__Action item__.
Collect each line of the entries that holds the string "record".

__Data extract__.
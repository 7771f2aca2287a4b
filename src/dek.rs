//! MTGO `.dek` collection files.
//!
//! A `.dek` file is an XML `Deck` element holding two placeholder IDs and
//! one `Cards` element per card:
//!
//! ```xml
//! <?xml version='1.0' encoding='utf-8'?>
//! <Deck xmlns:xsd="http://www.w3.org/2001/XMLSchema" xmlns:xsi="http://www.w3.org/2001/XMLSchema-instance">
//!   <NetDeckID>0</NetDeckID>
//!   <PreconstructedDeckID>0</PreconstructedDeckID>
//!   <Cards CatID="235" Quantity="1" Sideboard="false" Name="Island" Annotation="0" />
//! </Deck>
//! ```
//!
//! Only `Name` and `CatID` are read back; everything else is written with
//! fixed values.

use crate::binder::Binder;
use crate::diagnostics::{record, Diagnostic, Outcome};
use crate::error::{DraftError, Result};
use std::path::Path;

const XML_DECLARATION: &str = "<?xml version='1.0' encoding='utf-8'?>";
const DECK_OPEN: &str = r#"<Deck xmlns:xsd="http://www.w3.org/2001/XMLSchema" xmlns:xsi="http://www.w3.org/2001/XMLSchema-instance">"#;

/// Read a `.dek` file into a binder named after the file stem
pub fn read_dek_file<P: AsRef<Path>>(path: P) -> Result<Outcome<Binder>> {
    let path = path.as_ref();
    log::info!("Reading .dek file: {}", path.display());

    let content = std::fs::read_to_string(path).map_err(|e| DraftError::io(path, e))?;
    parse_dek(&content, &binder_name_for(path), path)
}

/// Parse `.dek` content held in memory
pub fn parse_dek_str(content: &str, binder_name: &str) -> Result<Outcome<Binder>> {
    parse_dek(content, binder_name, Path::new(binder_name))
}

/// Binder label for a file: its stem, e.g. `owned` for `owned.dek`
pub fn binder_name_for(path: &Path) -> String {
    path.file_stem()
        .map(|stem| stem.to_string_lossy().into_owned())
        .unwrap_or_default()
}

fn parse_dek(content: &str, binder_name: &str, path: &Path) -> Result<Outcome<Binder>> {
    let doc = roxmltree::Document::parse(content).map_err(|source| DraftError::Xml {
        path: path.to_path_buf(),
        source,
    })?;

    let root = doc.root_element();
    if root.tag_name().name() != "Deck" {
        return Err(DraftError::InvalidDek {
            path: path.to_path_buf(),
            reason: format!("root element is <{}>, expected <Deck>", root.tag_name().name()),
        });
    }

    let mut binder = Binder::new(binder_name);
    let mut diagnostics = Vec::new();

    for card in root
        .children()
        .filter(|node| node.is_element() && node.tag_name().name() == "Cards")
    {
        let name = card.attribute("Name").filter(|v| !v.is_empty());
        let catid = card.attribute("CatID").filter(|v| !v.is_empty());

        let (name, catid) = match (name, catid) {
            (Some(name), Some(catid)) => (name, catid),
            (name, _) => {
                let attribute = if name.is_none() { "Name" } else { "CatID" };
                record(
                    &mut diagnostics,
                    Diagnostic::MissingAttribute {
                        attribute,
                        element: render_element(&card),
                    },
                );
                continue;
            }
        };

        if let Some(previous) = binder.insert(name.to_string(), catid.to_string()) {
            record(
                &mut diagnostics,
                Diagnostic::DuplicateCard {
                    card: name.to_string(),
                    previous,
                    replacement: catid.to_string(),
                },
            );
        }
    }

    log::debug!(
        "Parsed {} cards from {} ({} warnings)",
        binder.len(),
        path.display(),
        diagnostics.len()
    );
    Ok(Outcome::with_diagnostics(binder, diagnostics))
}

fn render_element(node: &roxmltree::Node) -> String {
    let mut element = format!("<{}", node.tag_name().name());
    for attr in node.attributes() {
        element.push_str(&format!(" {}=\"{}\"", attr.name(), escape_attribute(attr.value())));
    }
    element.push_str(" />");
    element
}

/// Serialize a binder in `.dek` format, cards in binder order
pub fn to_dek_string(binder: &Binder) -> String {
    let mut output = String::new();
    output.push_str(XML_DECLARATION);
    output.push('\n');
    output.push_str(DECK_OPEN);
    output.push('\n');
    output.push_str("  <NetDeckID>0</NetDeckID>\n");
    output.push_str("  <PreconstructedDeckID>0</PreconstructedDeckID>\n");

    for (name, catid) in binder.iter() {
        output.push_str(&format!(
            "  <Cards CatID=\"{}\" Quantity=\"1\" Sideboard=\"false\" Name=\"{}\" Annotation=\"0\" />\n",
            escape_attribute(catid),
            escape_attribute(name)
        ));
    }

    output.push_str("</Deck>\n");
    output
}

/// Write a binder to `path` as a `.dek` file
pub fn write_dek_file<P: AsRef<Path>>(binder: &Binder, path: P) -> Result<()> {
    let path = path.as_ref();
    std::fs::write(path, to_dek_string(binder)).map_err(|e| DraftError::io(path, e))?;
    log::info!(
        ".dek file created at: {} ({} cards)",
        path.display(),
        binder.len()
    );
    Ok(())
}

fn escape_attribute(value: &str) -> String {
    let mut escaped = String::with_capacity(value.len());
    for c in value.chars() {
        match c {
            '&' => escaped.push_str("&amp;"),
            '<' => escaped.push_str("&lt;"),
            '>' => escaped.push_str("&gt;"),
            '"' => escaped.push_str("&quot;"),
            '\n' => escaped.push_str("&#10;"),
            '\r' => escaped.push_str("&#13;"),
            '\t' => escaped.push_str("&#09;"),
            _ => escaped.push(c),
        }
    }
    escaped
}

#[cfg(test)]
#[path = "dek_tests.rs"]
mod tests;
==
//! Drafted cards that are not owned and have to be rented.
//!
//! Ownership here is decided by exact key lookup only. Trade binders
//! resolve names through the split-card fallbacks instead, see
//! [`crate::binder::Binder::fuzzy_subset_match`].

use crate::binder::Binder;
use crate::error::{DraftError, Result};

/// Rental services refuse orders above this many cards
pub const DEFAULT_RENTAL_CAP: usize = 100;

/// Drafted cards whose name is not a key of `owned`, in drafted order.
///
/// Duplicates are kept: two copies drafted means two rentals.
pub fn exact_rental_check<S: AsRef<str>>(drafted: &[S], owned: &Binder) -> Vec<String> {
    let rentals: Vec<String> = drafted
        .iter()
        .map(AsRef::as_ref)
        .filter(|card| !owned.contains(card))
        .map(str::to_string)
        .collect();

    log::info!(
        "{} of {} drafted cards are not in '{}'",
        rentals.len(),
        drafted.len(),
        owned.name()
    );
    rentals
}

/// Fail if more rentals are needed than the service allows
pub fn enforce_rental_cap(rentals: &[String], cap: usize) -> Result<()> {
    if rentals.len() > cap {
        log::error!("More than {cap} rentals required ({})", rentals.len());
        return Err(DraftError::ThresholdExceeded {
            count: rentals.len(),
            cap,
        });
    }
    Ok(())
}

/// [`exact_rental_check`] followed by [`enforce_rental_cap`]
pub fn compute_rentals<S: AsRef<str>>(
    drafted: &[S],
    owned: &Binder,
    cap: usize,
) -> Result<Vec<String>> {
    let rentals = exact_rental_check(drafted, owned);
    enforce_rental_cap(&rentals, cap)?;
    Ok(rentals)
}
---
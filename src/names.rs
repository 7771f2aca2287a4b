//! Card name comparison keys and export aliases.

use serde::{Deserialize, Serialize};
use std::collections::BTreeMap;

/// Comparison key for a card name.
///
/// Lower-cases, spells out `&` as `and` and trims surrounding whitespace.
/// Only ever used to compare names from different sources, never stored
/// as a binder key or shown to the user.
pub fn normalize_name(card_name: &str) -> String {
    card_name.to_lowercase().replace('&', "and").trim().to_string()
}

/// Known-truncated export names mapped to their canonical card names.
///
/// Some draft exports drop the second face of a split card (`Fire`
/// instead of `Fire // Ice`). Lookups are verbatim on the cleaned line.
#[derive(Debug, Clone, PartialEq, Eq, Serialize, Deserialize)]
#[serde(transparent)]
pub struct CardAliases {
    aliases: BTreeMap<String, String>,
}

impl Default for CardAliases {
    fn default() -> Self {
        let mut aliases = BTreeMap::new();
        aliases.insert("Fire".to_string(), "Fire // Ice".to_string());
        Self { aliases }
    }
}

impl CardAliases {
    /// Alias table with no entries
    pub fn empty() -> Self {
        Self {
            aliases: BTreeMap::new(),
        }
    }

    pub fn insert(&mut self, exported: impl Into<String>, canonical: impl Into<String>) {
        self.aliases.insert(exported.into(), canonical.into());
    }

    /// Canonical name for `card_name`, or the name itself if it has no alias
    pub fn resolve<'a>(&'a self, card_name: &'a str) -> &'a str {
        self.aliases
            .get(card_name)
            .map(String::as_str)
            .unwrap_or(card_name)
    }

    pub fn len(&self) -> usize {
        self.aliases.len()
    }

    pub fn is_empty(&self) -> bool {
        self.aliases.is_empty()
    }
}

__Exercise result__.
use crate::diagnostics::{record, Diagnostic, Outcome};
                record(
            record(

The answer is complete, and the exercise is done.